Bigger is better bias: or the knee jerk reaction

Picture this, I tell someone I like folk music. Their response, instead of saying “really”, or “what type?”  or something like that, is to say “maybe you could be part of the band”. I use this analogy to introduce the frequent responses that I hear when we say something that a person with PIMD can do. Can you guess what they might be?…

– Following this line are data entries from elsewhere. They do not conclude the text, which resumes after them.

// Template model & engine
pub mod condition;
pub mod lifecycle;
pub mod render;
pub mod resolver;
pub mod template;
pub mod validation;

// External seams
pub mod collaborators;

// Application layer
pub mod api;
pub mod server;

// Supporting modules
pub mod config;
pub mod error;
pub mod metrics;
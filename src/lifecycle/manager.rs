//! Template lifecycle: create, edit, version, publish, render.

use std::collections::{BTreeMap, HashSet};
use std::sync::Arc;
use std::time::Instant;

use chrono::{DateTime, Utc};
use uuid::Uuid;

use crate::collaborators::{
    AccessPolicy, AuditEvent, AuditSink, ClinicalRule, Collaborators, RuleEngine, TemplateAction,
    UsageEntry, UsageLog, UsageStatistics,
};
use crate::metrics::{LifecycleMetrics, RenderMetrics};
use crate::render::{RenderedDocument, RendererConfig, TemplateRenderer};
use crate::resolver::{
    Resolution, ResolverConfig, VariableCache, VariableResolver, VariableScope,
};
use crate::template::{
    CreateTemplateRequest, Field, RenderContext, Section, Template, TemplateError, TemplateFilter,
    TemplateListResponse, TemplateRepository, TemplateResult, UpdateFieldRequest,
    UpdateSectionRequest, UpdateTemplateRequest, UpdateVariableRequest, Variable,
};
use crate::validation::{TemplateValidator, ValidationConfig, ValidationReport};

/// Engine tuning, grouped by component
#[derive(Debug, Clone, Default)]
pub struct EngineConfig {
    pub resolver: ResolverConfig,
    pub renderer: RendererConfig,
    pub validation: ValidationConfig,
}

/// Owns the template lifecycle.
///
/// Published rows are immutable: every edit of a published template is
/// applied to a fresh draft at `version + 1`. Drafts are edited in place.
/// Every write is conditional on the row the operation read, so an edit
/// racing a publish, a deactivate or another edit fails with
/// [`TemplateError::Conflict`] instead of overwriting it.
pub struct TemplateManager {
    repository: Arc<dyn TemplateRepository>,
    renderer: TemplateRenderer,
    validator: TemplateValidator,
    rules: Arc<dyn RuleEngine>,
    audit: Arc<dyn AuditSink>,
    access: Arc<dyn AccessPolicy>,
    usage: Arc<dyn UsageLog>,
}
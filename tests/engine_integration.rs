//! End-to-end tests of the template engine
//!
//! These tests drive `TemplateManager` with in-memory collaborators: no
//! Redis, no server startup.

use std::sync::{Arc, Mutex};
use std::time::Duration;

use async_trait::async_trait;
use serde_json::{json, Value};
use tokio::sync::Notify;
use uuid::Uuid;

use clinical_template_service::collaborators::{
    AccessorRegistry, CollaboratorError, Collaborators, ExternalAccessor,
};
use clinical_template_service::lifecycle::{EngineConfig, TemplateManager};
use clinical_template_service::resolver::MemoryVariableCache;
use clinical_template_service::template::{
    CreateTemplateRequest, ExternalSource, InMemoryTemplateRepository, RenderContext, Template,
    TemplateError, TemplateFilter, TemplateRepository, TemplateResult, UpdateTemplateRequest,
};
use clinical_template_service::validation::{ValidationCategory, ValidationReport};

fn manager_with(collaborators: Collaborators) -> TemplateManager {
    TemplateManager::new(
        Arc::new(InMemoryTemplateRepository::new()),
        Arc::new(MemoryVariableCache::new()),
        collaborators,
        EngineConfig::default(),
    )
}

fn manager() -> TemplateManager {
    manager_with(Collaborators::default())
}

/// A progress note that passes every validation category
fn progress_note() -> Value {
    json!({
        "name": "Progress Note",
        "category": "Notes",
        "specialty": "Family Medicine",
        "purpose": "Progress Note",
        "allowed_roles": ["physician", "nurse_practitioner"],
        "sections": [
            {"name": "Greeting", "order_index": 0, "content": "Hello {{PatientName}}"},
            {"name": "Subjective", "order_index": 1, "fields": [
                {"name": "ChiefComplaint", "label": "Chief Complaint", "field_type": "textarea",
                 "order_index": 0, "is_required": true,
                 "validation_message": "Chief complaint is required"}
            ]},
            {"name": "Assessment and Plan", "order_index": 2, "fields": [
                {"name": "Assessment", "field_type": "textarea", "order_index": 0},
                {"name": "Plan", "field_type": "textarea", "order_index": 1}
            ]}
        ]
    })
}

fn request(body: Value) -> CreateTemplateRequest {
    serde_json::from_value(body).unwrap()
}

fn context(value: Value) -> RenderContext {
    value.as_object().cloned().unwrap()
}

async fn publish_refusal(manager: &TemplateManager, body: Value) -> ValidationReport {
    let created = manager.create_template(request(body), "author").await.unwrap();
    match manager.publish_template(created.id, "author").await {
        Err(TemplateError::ValidationFailed(report)) => {
            let stored = manager.get_template(created.id).await.unwrap();
            assert!(stored.is_draft(), "refused publish must not change the draft");
            report
        }
        other => panic!("expected publish to be refused, got {:?}", other),
    }
}

#[tokio::test]
async fn test_scenario_a_placeholder_substitution() {
    let manager = manager();
    let created = manager
        .create_template(request(progress_note()), "author")
        .await
        .unwrap();
    manager.publish_template(created.id, "author").await.unwrap();

    let document = manager
        .render_template(
            created.id,
            &context(json!({"PatientName": "Jane Doe"})),
            "clinician",
        )
        .await
        .unwrap();

    assert!(document.content.contains("Hello Jane Doe"));
    assert_eq!(document.section("Greeting").unwrap().content, "Hello Jane Doe");
}

#[tokio::test]
async fn test_scenario_b_unencrypted_ssn_blocks_publish() {
    let mut body = progress_note();
    body["sections"][1]["fields"]
        .as_array_mut()
        .unwrap()
        .push(json!({"name": "PatientSsn", "field_type": "SSN", "order_index": 1, "is_encrypted": false}));

    let report = publish_refusal(&manager(), body).await;

    assert_eq!(report.failing_categories(), vec![ValidationCategory::Security]);
    let errors = report.errors(ValidationCategory::Security);
    assert_eq!(errors[0].field.as_deref(), Some("PatientSsn"));
    assert!(errors[0].message.contains("PatientSsn"));
}

#[tokio::test]
async fn test_scenario_c_unmet_condition_excludes_section() {
    let mut body = progress_note();
    body["sections"].as_array_mut().unwrap().push(json!({
        "name": "Obstetric History",
        "order_index": 3,
        "has_conditions": true,
        "display_conditions": {"Gender": "F"},
        "content": "Gravida {{Gravida}}",
        "fields": [{"name": "LastMenstrualPeriod", "field_type": "date", "order_index": 0}]
    }));
    body["variables"] = json!([{"name": "Gravida", "default_value": "0"}]);

    let manager = manager();
    let created = manager.create_template(request(body), "author").await.unwrap();
    manager.publish_template(created.id, "author").await.unwrap();

    let male = manager
        .render_template(created.id, &context(json!({"Gender": "M"})), "clinician")
        .await
        .unwrap();
    assert!(male.section("Obstetric History").is_none());
    assert!(!male.content.contains("Obstetric History"));
    assert!(!male.content.contains("Gravida"));
    assert!(!male.content.contains("LastMenstrualPeriod"));

    let absent = manager
        .render_template(created.id, &RenderContext::new(), "clinician")
        .await
        .unwrap();
    assert!(absent.section("Obstetric History").is_none());

    let female = manager
        .render_template(created.id, &context(json!({"Gender": "F"})), "clinician")
        .await
        .unwrap();
    assert!(female.section("Obstetric History").is_some());
    assert!(female.content.contains("Gravida 0"));
}
mod settings;

pub use settings::{
    CacheConfig, LoggingConfig, ResolverSettings, ServerConfig, Settings, ValidationSettings,
};
//! Template validation.
//!
//! `TemplateValidator::validate` runs five independent categories and
//! returns a `ValidationReport`. A template may be published only when the
//! report has no errors; warnings are informational.
//!
//! | Category       | Checks                                                        |
//! |----------------|---------------------------------------------------------------|
//! | `Structure`    | name/category/specialty, ≥1 section, order index invariants   |
//! | `Content`      | placeholders declared or built-in, field types, messages       |
//! | `Clinical`     | purpose-specific required fields, rule ids, terminology codes |
//! | `DataBinding`  | section data sources, calculated field formulas               |
//! | `Security`     | allowed roles, encryption of PHI-typed fields                 |

mod report;
mod validator;

pub use report::{CategoryReport, ValidationCategory, ValidationIssue, ValidationReport};
pub use validator::{RequiredFieldSet, TemplateValidator, ValidationConfig};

Sometimes it might be… “How could we turn that into a functional skill”. Sometimes it might be “how could we get them into the community”
Now don’t get me wrong. I don’t have a problem with the community or functional skills. What I do have a problem with is when those lines are given so immediately without first really valuing what the person is already doing. It’s almost as though what people are already doing is second best to the prospect of doing it as a functional skill or in the community.
Is bigger always better? Is the potential functional skill always better? Is doing it in the community always better? 
Perhaps what I talked about in my age appropriateness article fits here too. Are these things operating as enablers or barriers in people’s lives? I think if the question is based on an inherent devaluing of what the person is currently doing, and there will be significant challenges in the person acquiring the proposed   next step, then I do think they can be barriers: the person is left in a situation that many people see as second best and devalued (youll only be valued when your skill is functional or community based). But, if the current non functional and non community based skill is first truly valued and then the other thing is opened as an opportunity, then they can be enablers.
So next time I say I like folk music first understand why and what I like about it, not with the agenda of then modifying me to be more functional or community based. Then, after you truly understand my like you can propose making it more functional or community based.

Strengths and Needs

In 2006 I heard Penny Lacey (University of Birmingham) talk about working with people with PIMD. Penny talked about a simple approach of doing a strengths and needs profile of the person. The way I remember it (though I am not sure it is 100% correct), needs was NOT a euphamism for weakness, but “what does this person need in order to be the best person they can be”. So somebody with a vision impairment may have a need for people to sit 25 cm from the person’s face, or need objects to be held to the left or right side, or interaction partners not to sit in front of bright windows in order to avoid looking into glare. I really like this approach of looking at what we need to do to support a person best.
David Wareing spoke last week at the ASSID Conference in Melbourne about his “shaking up the house” work. He also talked about a strengths and needs model, but he used a more systematic, but dynamic, means to determine the person’s needs in the areas of cognition, communication, movement and other areas.
I think both of these approaches have much to offer for supporting high quality services for people with PIMD.